Ultimately, a huge chunk of recent nostalgia-bait in advertising attempts to capitalize on customers' nostalgia for the '90s, as opposed to earlier decades. That's because by appealing to the most recent era of nostalgia, advertisers can cater to a wider audience.
Towns says that the most efficient way to play the nostalgia card in marketing is to focus on something that can appeal to more than one generation. For example, a 23-year-old might donate to the Reading Rainbow Kickstarter because she remembers watching the show as a child. Her parents might also donate, as the show reminds them of their early years of parenthood. In other words, two target demographics are inclined to donate to the same Kickstarter campaign – and call their family members.
Nostalgia isn't restricted to youth or adolescence, but "any time in the past a person thinks is meaningful or momentous,” according to LaSaleta. So, by focusing on more recent nostalgia triggers, brands can kill two – or three – birds with one stone, by appealing to baby boomers, Gen X and millennials all at once.
2. Finding organic nostalgia is easier than ever.
As marketers attempt to capture a wider audience in nostalgia traps, it is easier than ever to pinpoint the exact moment when something switches from dated to retro. Trying to push a product that no one has any interest in seeing again can alienate potential customers. Fortunately, social media has created a direct window into the mind of customers to find out what products they actually want to return.
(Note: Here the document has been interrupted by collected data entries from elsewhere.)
use thiserror::Error;

/// Errors originating from the core coordinate engine.
#[derive(Debug, Error)]
pub enum CoreError {
    #[error("invalid scale: {0} (must be positive and finite)")]
    InvalidScale(f64),

    #[error("invalid zoom speed: {0} (must be finite and > 1.0)")]
    InvalidZoomSpeed(f64),
}
use serde::{Deserialize, Serialize};

use crate::coordinate::Coordinate;
use crate::error::CoreError;

/// Scale threshold below which single-precision shader registers run out
/// of mantissa and values must be handed over as compensated pairs.
pub const EXTENDED_PRECISION_THRESHOLD: f64 = 1e-4;

/// Which representation the shader receives for precision-sensitive values.
#[derive(Debug, Clone, Copy, PartialEq, Eq, Serialize, Deserialize)]
pub enum PrecisionMode {
    /// One plain `f32` per value.
    Single,
    /// A compensated `(high, low)` pair per value.
    Extended,
}

/// The visible region of the fractal plane.
///
/// Centred on `center`, with `scale` giving plane units per viewport
/// half-extent: the viewport spans `center ± scale` along each axis.
/// Both components stay in full double precision here; the precision mode
/// decides how they cross into the shader.
#[derive(Debug, Clone, Copy, PartialEq, Serialize, Deserialize)]
pub struct FractalView {
    /// Center of the view in the fractal plane.
    pub center: Coordinate,

    /// Plane units per viewport half-extent.
    pub scale: f64,
}

impl FractalView {
    /// Default view: the full Mandelbrot set comfortably in frame.
    pub fn default_mandelbrot() -> Self {
        Self {
            center: Coordinate::new(-0.75, 0.0),
            scale: 1.25,
        }
    }

    /// Create a view with explicit parameters.
    pub fn new(center: Coordinate, scale: f64) -> crate::Result<Self> {
        if scale <= 0.0 || !scale.is_finite() {
            return Err(CoreError::InvalidScale(scale));
        }
        Ok(Self { center, scale })
    }

    /// The view shifted by a drag expressed in viewport units.
    ///
    /// Dragging the viewport content rightward moves the visible region
    /// leftward, so the shift is subtracted after mapping through the
    /// current scale.
    #[inline]
    pub fn panned(&self, drag: Coordinate) -> Self {
        Self {
            center: self.center - drag * self.scale,
            scale: self.scale,
        }
    }

    /// Zoom in one step: divide the scale by `speed`.
    pub fn zoomed_in(&self, speed: f64) -> crate::Result<Self> {
        Self::validate_zoom_speed(speed)?;
        Ok(Self {
            center: self.center,
            scale: self.scale / speed,
        })
    }

    /// Zoom out one step: multiply the scale by `speed`.
    pub fn zoomed_out(&self, speed: f64) -> crate::Result<Self> {
        Self::validate_zoom_speed(speed)?;
        Ok(Self {
            center: self.center,
            scale: self.scale * speed,
        })
    }

    fn validate_zoom_speed(speed: f64) -> crate::Result<()> {
        if !speed.is_finite() || speed <= 1.0 {
            return Err(CoreError::InvalidZoomSpeed(speed));
        }
        Ok(())
    }

    /// The representation precision-sensitive values need at this zoom.
    ///
    /// Past the threshold a plain `f32` no longer resolves adjacent
    /// viewport positions and the shader must receive compensated pairs.
    #[inline]
    pub fn precision_mode(&self) -> PrecisionMode {
        if self.scale < EXTENDED_PRECISION_THRESHOLD {
            PrecisionMode::Extended
        } else {
            PrecisionMode::Single
        }
    }
}

impl Default for FractalView {
    fn default() -> Self {
        Self::default_mandelbrot()
    }
}

#[cfg(test)]
mod tests {
    use super::*;

    const EPSILON: f64 = 1e-12;

    #[test]
    fn default_view() {
        let v = FractalView::default_mandelbrot();
        assert!((v.center.x - (-0.75)).abs() < EPSILON);
        assert!((v.center.y).abs() < EPSILON);
        assert!((v.scale - 1.25).abs() < EPSILON);
    }

    #[test]
    fn invalid_scale() {
        assert!(FractalView::new(Coordinate::ZERO, 0.0).is_err());
        assert!(FractalView::new(Coordinate::ZERO, -1.0).is_err());
        assert!(FractalView::new(Coordinate::ZERO, f64::NAN).is_err());
        assert!(FractalView::new(Coordinate::ZERO, f64::INFINITY).is_err());
    }

    #[test]
    fn pan_maps_drag_through_scale() {
        let v = FractalView::new(Coordinate::ZERO, 0.5).unwrap();
        let panned = v.panned(Coordinate::new(1.0, -2.0));
        assert!((panned.center.x - (-0.5)).abs() < EPSILON);
        assert!((panned.center.y - 1.0).abs() < EPSILON);
        assert!((panned.scale - v.scale).abs() < EPSILON);
    }

    #[test]
    fn zoom_in_out_are_inverse() {
        let v = FractalView::default_mandelbrot();
        let back = v.zoomed_in(2.0).unwrap().zoomed_out(2.0).unwrap();
        assert!((back.scale - v.scale).abs() < EPSILON);
        assert_eq!(back.center, v.center);
    }

    #[test]
    fn zoom_keeps_center() {
        let v = FractalView::new(Coordinate::new(0.25, -0.1), 1.0).unwrap();
        let zoomed = v.zoomed_in(4.0).unwrap();
        assert_eq!(zoomed.center, v.center);
        assert!((zoomed.scale - 0.25).abs() < EPSILON);
    }

    #[test]
    fn invalid_zoom_speed() {
        let v = FractalView::default_mandelbrot();
        assert!(v.zoomed_in(1.0).is_err());
        assert!(v.zoomed_in(0.5).is_err());
        assert!(v.zoomed_in(f64::NAN).is_err());
        assert!(v.zoomed_out(f64::INFINITY).is_err());
    }

    #[test]
    fn precision_mode_flips_at_threshold() {
        let wide = FractalView::new(Coordinate::ZERO, 1.25).unwrap();
        assert_eq!(wide.precision_mode(), PrecisionMode::Single);

        let at = FractalView::new(Coordinate::ZERO, EXTENDED_PRECISION_THRESHOLD).unwrap();
        assert_eq!(at.precision_mode(), PrecisionMode::Single);

        let deep = FractalView::new(Coordinate::ZERO, EXTENDED_PRECISION_THRESHOLD / 2.0).unwrap();
        assert_eq!(deep.precision_mode(), PrecisionMode::Extended);
    }

    #[test]
    fn repeated_zoom_reaches_extended_mode() {
        let mut v = FractalView::default_mandelbrot();
        for _ in 0..20 {
            v = v.zoomed_in(2.0).unwrap();
        }
        // 1.25 / 2^20 ≈ 1.2e-6, well past the threshold.
        assert_eq!(v.precision_mode(), PrecisionMode::Extended);
    }

    #[test]
    fn serde_roundtrip() {
        let v = FractalView::new(Coordinate::new(-0.743, 0.131), 1e-6).unwrap();
        let json = serde_json::to_string(&v).unwrap();
        let back: FractalView = serde_json::from_str(&json).unwrap();
        assert_eq!(back, v);
    }
}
For example, take Chicken Fries. Two years off the menu seems much too soon to inspire nostalgia in the hearts of millennials. However, Chicken Fries fans took to Twitter, Facebook and even Change.org demanding their return. When Chicken Fries made a comeback on Burger King's menu in August, celebration amongst nostalgia-hungry millennials exploded online.
Similar petitions and social media groups have accompanied the returns of Surge, helped encourage Nickelodeon to bring back classic '90s shows and sparked Pizza Hut's decision to reintroduce the BOOK IT program for adults. For nostalgia, genuine appreciation of a lost product is more important than when exactly the product peaked in pop culture.
"The best way [to create nostalgia-centric marketing] is for a marketer to keep a finger on what is going on in culture organically, and then taking advantage of that opportunity," says Towns. With social media, doing just that is easier than ever before.
3 .Nostalgia can now be personalized.
Traditionally, marketers have been forced to use broad strokes to convey nostalgia by painting a universal pictures of a certain era. Today, however, it's possible to bring customers back to their very own nostalgic memories from earlier years.
LaSaleta points to Arcade Fire's 2010 personalized music video as an example of how marketers can make nostalgia a very individualized experience. In the video, viewers are asked to enter the address of their childhood homes. Then, using Google Maps images, the video appears to be set in each viewer's hometown. The result is more searing and genuine than any generic imagery attempting to create bittersweet nostalgia for one's childhood home.
Of course, there are less high-tech ways to use the power of the internet to personalize nostalgic advertising. Subaru's 2012 "First Car Story" campaign allowed users to recreate their first car story using real-time animation, allowing them to relive the love they had for their long-lost cars. Throwback Thursdays dominate brands' social media accounts, prompting customers' to make the connection between their past and a brand themselves.
In the era of "#tbt," millennials tap into personal wells of nostalgia on a near-weekly basis. Brands would be wise to plug into these feelings, and create new ways personalize nostalgia in marketing in 2015.